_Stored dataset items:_
//! Canonical catalog entities and the upsert/read row types exchanged with
//! the repository layer.
//!
//! A `VariantRecord` is the normalizer's output: one vendor item reduced to a
//! canonical variant plus the product identity it belongs to. The reconciler
//! groups these by product slug and turns them into `ProductUpsert` /
//! `VariantUpsert` writes.

use std::collections::BTreeMap;

use chrono::{DateTime, Utc};
use serde::{Deserialize, Serialize};

/// Category fields carried on a raw vendor item. All optional: an item with
/// no vendor category id simply leaves its product uncategorized.
#[derive(Debug, Clone, Default, PartialEq, Eq, Serialize, Deserialize)]
pub struct CategoryFields {
    pub category_id: Option<i64>,
    pub category_name: Option<String>,
    pub subcategory_id: Option<i64>,
    pub subcategory_name: Option<String>,
}

/// One vendor item normalized into a canonical variant with its derived
/// product identity.
#[derive(Debug, Clone, PartialEq, Serialize, Deserialize)]
pub struct VariantRecord {
    /// The vendor's stable item id. Unique per vendor; the variant's durable
    /// natural key.
    pub vendor_item_id: i64,
    /// Derived product identity (see `domain::slug`).
    pub product_slug: String,
    /// Display name with the variant qualifier stripped.
    pub base_name: String,
    /// Never empty: embedded variant name, parenthetical qualifier, sku, or
    /// the literal `Default`.
    pub variant_label: String,
    pub sku: Option<String>,
    /// Non-negative; malformed vendor input degrades to zero.
    pub price: f64,
    /// Non-negative; malformed vendor input degrades to zero.
    pub stock: i64,
    /// Free-form key/value attributes, e.g. `{"variant": "Red"}`.
    pub attributes: BTreeMap<String, String>,
    /// Ordered gallery image URLs.
    pub images: Vec<String>,
    pub thumbnail: Option<String>,
    pub description: Option<String>,
    pub category: CategoryFields,
}

/// Category upsert keyed by slug. `parent_id = None` upserts a root node;
/// `Some(root)` upserts the child of a two-level hierarchy.
#[derive(Debug, Clone)]
pub struct CategoryUpsert {
    pub vendor_category_id: i64,
    pub name: Option<String>,
    pub slug: String,
    pub parent_id: Option<i64>,
}

/// Product upsert keyed by slug. Conflict semantics (enforced in SQL so the
/// write stays atomic): name always refreshes, `thumbnail_url` only fills a
/// NULL, `description` only fills an empty value, `full_description` is never
/// touched after insert.
#[derive(Debug, Clone)]
pub struct ProductUpsert {
    pub slug: String,
    pub name: String,
    pub description: Option<String>,
    pub thumbnail_url: Option<String>,
}

/// Variant upsert keyed by the vendor item id. On conflict only price, stock,
/// and the timestamp refresh; ownership (`product_id`) and creation-time
/// fields (sku, label, attributes) stay as first written.
#[derive(Debug, Clone)]
pub struct VariantUpsert {
    pub product_id: i64,
    pub vendor_item_id: i64,
    pub sku: Option<String>,
    pub name: String,
    /// Attributes serialized as JSON text for the `attributes` column.
    pub attributes: String,
    pub price: f64,
    pub stock: i64,
}

/// Product row as read back from the store.
#[derive(Debug, Clone, Serialize, Deserialize)]
pub struct ProductRow {
    pub id: i64,
    pub slug: String,
    pub name: String,
    pub description: Option<String>,
    pub full_description: Option<String>,
    pub thumbnail_url: Option<String>,
    pub updated_at: DateTime<Utc>,
}

/// Variant row as read back from the store.
#[derive(Debug, Clone, Serialize, Deserialize)]
pub struct VariantRow {
    pub id: i64,
    pub product_id: i64,
    pub vendor_item_id: i64,
    pub sku: Option<String>,
    pub name: String,
    pub price: f64,
    pub stock: i64,
}
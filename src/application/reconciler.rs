//! Catalog reconciler: makes the persisted catalog graph converge on the
//! latest vendor payload.
//!
//! Records are grouped by product slug, then each product is written as one
//! fault-isolation unit: category resolution, product upsert, category
//! re-link, variant upserts, per-variant image set-diff, and stale-variant
//! pruning. A failed product is counted and logged; the run continues with
//! the next one. Re-running with identical input is a no-op beyond timestamp
//! refreshes, which is what makes crash-and-retry safe.

use std::collections::{BTreeMap, HashSet};
use std::sync::Arc;

use tracing::{debug, error, info, warn};

use crate::application::category_resolver::CategoryResolver;
use crate::domain::catalog::{CategoryFields, ProductUpsert, VariantRecord, VariantUpsert};
use crate::domain::errors::StoreError;
use crate::domain::repositories::CatalogRepository;
use crate::domain::sync::ReconcileSummary;

/// One product's worth of normalized records. The first-seen record seeds the
/// product-level fields; every record contributes a variant.
#[derive(Debug)]
struct ProductGroup {
    slug: String,
    name: String,
    description: Option<String>,
    category: CategoryFields,
    variants: Vec<VariantRecord>,
}

/// Per-product write counters folded into the run summary.
#[derive(Debug, Default)]
struct ProductStats {
    variants_upserted: u32,
    variants_pruned: u32,
    images_added: u32,
    images_removed: u32,
}

pub struct CatalogReconciler {
    repo: Arc<dyn CatalogRepository>,
    categories: CategoryResolver,
}

impl CatalogReconciler {
    pub fn new(repo: Arc<dyn CatalogRepository>) -> Self {
        let categories = CategoryResolver::new(Arc::clone(&repo));
        Self { repo, categories }
    }

    /// Reconcile a batch of normalized records against the store.
    ///
    /// Store failures are absorbed at product granularity: a constraint
    /// conflict gets one fresh retry, anything that still fails marks the
    /// product failed and the pass moves on.
    pub async fn reconcile(&self, records: Vec<VariantRecord>) -> ReconcileSummary {
        let groups = group_by_product(records);
        let mut summary = ReconcileSummary::default();

        info!(products = groups.len(), "reconciling catalog batch");

        for group in groups.values() {
            match self.sync_product_with_retry(group).await {
                Ok(stats) => {
                    summary.products_touched += 1;
                    summary.variants_upserted += stats.variants_upserted;
                    summary.variants_pruned += stats.variants_pruned;
                    summary.images_added += stats.images_added;
                    summary.images_removed += stats.images_removed;
                }
                Err(err) => {
                    summary.products_failed += 1;
                    error!(slug = %group.slug, %err, "product reconciliation failed, continuing");
                }
            }
        }

        info!(
            touched = summary.products_touched,
            failed = summary.products_failed,
            variants = summary.variants_upserted,
            pruned = summary.variants_pruned,
            images_added = summary.images_added,
            images_removed = summary.images_removed,
            "reconciliation pass complete"
        );
        summary
    }

    /// Constraint conflicts (two runs racing on the same natural key) usually
    /// resolve on a fresh upsert pass, so retry once before giving up.
    async fn sync_product_with_retry(&self, group: &ProductGroup) -> Result<ProductStats, StoreError> {
        match self.sync_product(group).await {
            Err(err) if err.is_conflict() => {
                warn!(slug = %group.slug, %err, "constraint conflict, retrying product once");
                self.sync_product(group).await
            }
            other => other,
        }
    }

    async fn sync_product(&self, group: &ProductGroup) -> Result<ProductStats, StoreError> {
        let mut stats = ProductStats::default();

        let category_id = self.categories.resolve(&group.category).await?;

        let product_id = self
            .repo
            .upsert_product(&ProductUpsert {
                slug: group.slug.clone(),
                name: group.name.clone(),
                description: group.description.clone(),
                // First variant's thumbnail is the fallback; the SQL guard
                // keeps an already-set thumbnail as is.
                thumbnail_url: group.variants.first().and_then(|v| v.thumbnail.clone()),
            })
            .await?;

        if let Some(category_id) = category_id {
            self.repo.link_category(product_id, category_id).await?;
            let unlinked = self
                .repo
                .unlink_other_categories(product_id, category_id)
                .await?;
            if unlinked > 0 {
                debug!(product_id, unlinked, "re-linked product to latest vendor category");
            }
        }

        let mut seen_vendor_ids = HashSet::with_capacity(group.variants.len());
        for variant in &group.variants {
            let variant_id = self
                .repo
                .upsert_variant(&VariantUpsert {
                    product_id,
                    vendor_item_id: variant.vendor_item_id,
                    sku: variant.sku.clone(),
                    name: variant.variant_label.clone(),
                    attributes: serde_json::to_string(&variant.attributes)
                        .unwrap_or_else(|_| "{}".to_string()),
                    price: variant.price,
                    stock: variant.stock,
                })
                .await?;
            stats.variants_upserted += 1;
            seen_vendor_ids.insert(variant.vendor_item_id);

            let (added, removed) = self
                .reconcile_images(product_id, variant_id, &variant.images)
                .await?;
            stats.images_added += added;
            stats.images_removed += removed;
        }

        stats.variants_pruned += self.prune_stale_variants(product_id, &seen_vendor_ids).await?;

        Ok(stats)
    }

    /// Set-diff the persisted gallery against the incoming URL list: delete
    /// leftovers, insert newcomers at their incoming position, leave URLs
    /// present on both sides untouched so their sort position survives.
    async fn reconcile_images(
        &self,
        product_id: i64,
        variant_id: i64,
        incoming: &[String],
    ) -> Result<(u32, u32), StoreError> {
        let existing = self.repo.gallery_urls(variant_id).await?;
        let existing_set: HashSet<&str> = existing.iter().map(String::as_str).collect();
        let incoming_set: HashSet<&str> = incoming.iter().map(String::as_str).collect();

        let mut removed = 0;
        for url in &existing {
            if !incoming_set.contains(url.as_str()) {
                self.repo.delete_gallery_image(variant_id, url).await?;
                removed += 1;
            }
        }

        let mut added = 0;
        let mut inserted: HashSet<&str> = HashSet::new();
        for (position, url) in incoming.iter().enumerate() {
            // A vendor payload can repeat a URL; persist it once.
            if existing_set.contains(url.as_str()) || !inserted.insert(url.as_str()) {
                continue;
            }
            self.repo
                .insert_gallery_image(product_id, variant_id, url, position as i64)
                .await?;
            added += 1;
        }

        Ok((added, removed))
    }

    /// A variant that disappeared from the vendor feed for this product is
    /// deleted, not left orphaned.
    async fn prune_stale_variants(
        &self,
        product_id: i64,
        seen_vendor_ids: &HashSet<i64>,
    ) -> Result<u32, StoreError> {
        let persisted = self.repo.variants_for_product(product_id).await?;
        let mut pruned = 0;
        for row in persisted {
            if !seen_vendor_ids.contains(&row.vendor_item_id) {
                debug!(
                    product_id,
                    vendor_item_id = row.vendor_item_id,
                    "pruning variant absent from vendor payload"
                );
                self.repo.delete_variant(row.id).await?;
                pruned += 1;
            }
        }
        Ok(pruned)
    }
}

/// Group records by product slug. A `BTreeMap` keeps product order
/// deterministic across runs regardless of vendor payload order.
fn group_by_product(records: Vec<VariantRecord>) -> BTreeMap<String, ProductGroup> {
    let mut groups: BTreeMap<String, ProductGroup> = BTreeMap::new();

    for record in records {
        let group = groups
            .entry(record.product_slug.clone())
            .or_insert_with(|| ProductGroup {
                slug: record.product_slug.clone(),
                name: record.base_name.clone(),
                description: record.description.clone(),
                category: record.category.clone(),
                variants: Vec::new(),
            });
        group.variants.push(record);
    }

    groups
}

#[cfg(test)]
mod tests {
    use super::*;
    use crate::application::normalizer::normalize_batch;
    use serde_json::json;

    #[test]
    fn grouping_merges_by_slug_and_seeds_from_first_record() {
        let (records, _) = normalize_batch(&[
            json!({"id": 1, "name": "Shirt (Blue)", "description": "first"}),
            json!({"id": 2, "name": "Shirt (Red)", "description": "second"}),
            json!({"id": 3, "name": "Mug"}),
        ]);

        let groups = group_by_product(records);
        assert_eq!(groups.len(), 2);

        let shirt = &groups["shirt"];
        assert_eq!(shirt.name, "Shirt");
        assert_eq!(shirt.description.as_deref(), Some("first"));
        assert_eq!(shirt.variants.len(), 2);
        assert_eq!(groups["mug"].variants.len(), 1);
    }

    #[test]
    fn grouping_order_is_deterministic() {
        let (forward, _) = normalize_batch(&[
            json!({"id": 1, "name": "Zebra"}),
            json!({"id": 2, "name": "Apple"}),
        ]);
        let (reverse, _) = normalize_batch(&[
            json!({"id": 2, "name": "Apple"}),
            json!({"id": 1, "name": "Zebra"}),
        ]);

        let a: Vec<_> = group_by_product(forward).into_keys().collect();
        let b: Vec<_> = group_by_product(reverse).into_keys().collect();
        assert_eq!(a, b);
        assert_eq!(a, vec!["apple".to_string(), "zebra".to_string()]);
    }
}
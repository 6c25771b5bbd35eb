//! Vendor API client: paginated catalog fetch with rate limiting and
//! response-shape normalization.
//!
//! The vendor has answered with both a bare JSON array and an object wrapping
//! the array in a `list` field; both are accepted and resolved once here, at
//! the fetch boundary. Any other body shape counts as zero items for that
//! page and is logged, never raised. Retries are deliberately absent at this
//! layer; a failed request fails the run and the orchestrator's checkpoint
//! discipline handles the rest.

use std::num::NonZeroU32;
use std::path::PathBuf;
use std::time::Duration;

use async_trait::async_trait;
use chrono::{DateTime, SecondsFormat, Utc};
use governor::clock::DefaultClock;
use governor::state::direct::NotKeyed;
use governor::state::InMemoryState;
use governor::{Quota, RateLimiter};
use reqwest::header::{HeaderMap, HeaderName, HeaderValue};
use reqwest::Client;
use serde::Deserialize;
use serde_json::Value;
use tracing::{debug, info, warn};
use url::Url;

use crate::application::orchestrator::ProductFetcher;
use crate::domain::errors::SyncError;
use crate::domain::sync::FetchOutcome;
use crate::infrastructure::config::{SyncConfig, VendorConfig};

/// Recognized top-level response shapes, resolved once per page.
#[derive(Debug, Deserialize)]
#[serde(untagged)]
enum VendorPayload {
    Bare(Vec<Value>),
    Wrapped { list: Vec<Value> },
    Unrecognized(Value),
}

impl VendorPayload {
    /// Items for the page, or `None` when the shape is not recognized.
    fn into_items(self) -> Option<Vec<Value>> {
        match self {
            Self::Bare(items) => Some(items),
            Self::Wrapped { list } => Some(list),
            Self::Unrecognized(_) => None,
        }
    }
}

pub struct VendorClient {
    http: Client,
    rate_limiter: RateLimiter<NotKeyed, InMemoryState, DefaultClock>,
    base_url: String,
    page_size: u32,
    max_pages: u32,
    snapshot_dir: Option<PathBuf>,
}

impl VendorClient {
    pub fn new(vendor: &VendorConfig, sync: &SyncConfig) -> Result<Self, anyhow::Error> {
        use anyhow::Context;

        let mut headers = HeaderMap::new();
        headers.insert(
            HeaderName::from_static("storename"),
            HeaderValue::from_str(&vendor.store_name).context("Invalid store name header")?,
        );
        headers.insert(
            HeaderName::from_static("apikey"),
            HeaderValue::from_str(&vendor.api_key).context("Invalid api key header")?,
        );
        headers.insert(
            HeaderName::from_static("apisecret"),
            HeaderValue::from_str(&vendor.api_secret).context("Invalid api secret header")?,
        );

        let http = Client::builder()
            .timeout(Duration::from_secs(vendor.request_timeout_seconds))
            .default_headers(headers)
            .gzip(true)
            .build()
            .context("Failed to create HTTP client")?;

        let quota = Quota::per_second(
            NonZeroU32::new(vendor.max_requests_per_second)
                .context("Rate limit must be greater than 0")?,
        );

        Ok(Self {
            http,
            rate_limiter: RateLimiter::direct(quota),
            base_url: vendor.base_url.clone(),
            page_size: vendor.page_size,
            max_pages: vendor.max_pages,
            snapshot_dir: sync.snapshot_dir.clone(),
        })
    }

    fn page_url(&self, page: u32, since: Option<DateTime<Utc>>) -> Result<Url, SyncError> {
        let mut url = Url::parse(&format!("{}/products", self.base_url.trim_end_matches('/')))
            .map_err(|e| SyncError::vendor_transport(format!("invalid vendor base url: {e}")))?;

        {
            let mut pairs = url.query_pairs_mut();
            pairs.append_pair("page", &page.to_string());
            pairs.append_pair("limit", &self.page_size.to_string());
            if let Some(since) = since {
                pairs.append_pair(
                    "updatedAfter",
                    &since.to_rfc3339_opts(SecondsFormat::Secs, true),
                );
            }
        }
        Ok(url)
    }

    async fn fetch_page(&self, url: Url) -> Result<VendorPayload, SyncError> {
        self.rate_limiter.until_ready().await;

        debug!(%url, "requesting vendor page");
        let response = self
            .http
            .get(url)
            .send()
            .await
            .map_err(|e| SyncError::vendor_transport(e.to_string()))?;

        let status = response.status();
        if !status.is_success() {
            // Keep the raw body: vendor error payloads are the only clue to
            // what went wrong on their side.
            let body = response.text().await.unwrap_or_default();
            return Err(SyncError::vendor_status(status.as_u16(), body));
        }

        response
            .json::<VendorPayload>()
            .await
            .map_err(|e| SyncError::vendor_transport(format!("body decode failed: {e}")))
    }

    /// Archive the raw payload for diagnostics. Never fatal.
    async fn archive_snapshot(&self, items: &[Value]) {
        let Some(dir) = &self.snapshot_dir else {
            return;
        };

        let path = dir.join(format!("vendor-raw-{}.json", Utc::now().timestamp_millis()));
        let result = async {
            tokio::fs::create_dir_all(dir).await?;
            let body = serde_json::to_vec_pretty(items)?;
            tokio::fs::write(&path, body).await?;
            Ok::<_, anyhow::Error>(())
        }
        .await;

        match result {
            Ok(()) => info!(path = %path.display(), "archived raw vendor snapshot"),
            Err(err) => warn!(%err, "failed to archive vendor snapshot"),
        }
    }
}

#[async_trait]
impl ProductFetcher for VendorClient {
    async fn fetch(&self, since: Option<DateTime<Utc>>) -> Result<FetchOutcome, SyncError> {
        let mut outcome = FetchOutcome::default();
        let mut page = 1u32;

        loop {
            if page > self.max_pages {
                warn!(
                    max_pages = self.max_pages,
                    "page cap reached before a short page, stopping fetch"
                );
                break;
            }

            let url = self.page_url(page, since)?;
            let payload = self.fetch_page(url).await?;
            outcome.pages_fetched += 1;

            let items = match payload.into_items() {
                Some(items) => items,
                None => {
                    warn!(page, "unrecognized vendor response shape, treating page as empty");
                    outcome.unrecognized_pages += 1;
                    Vec::new()
                }
            };

            let count = items.len();
            debug!(page, count, "vendor page fetched");
            outcome.items.extend(items);

            // Short page means last page.
            if (count as u32) < self.page_size {
                break;
            }
            page += 1;
        }

        info!(
            pages = outcome.pages_fetched,
            items = outcome.items.len(),
            unrecognized = outcome.unrecognized_pages,
            "vendor fetch complete"
        );

        self.archive_snapshot(&outcome.items).await;
        Ok(outcome)
    }
}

_Problem to solve:_
All that is wanted is a faithful reproduction of the line above with "to archive vendor", the line with "let mut page = 1u32;", and every line in between.

_Solution to the problem:_
            Err(err) => warn!(%err, "failed to archive vendor snapshot"),
        }
    }
}

#[async_trait]
impl ProductFetcher for VendorClient {
    async fn fetch(&self, since: Option<DateTime<Utc>>) -> Result<FetchOutcome, SyncError> {
        let mut outcome = FetchOutcome::default();
        let mut page = 1u32;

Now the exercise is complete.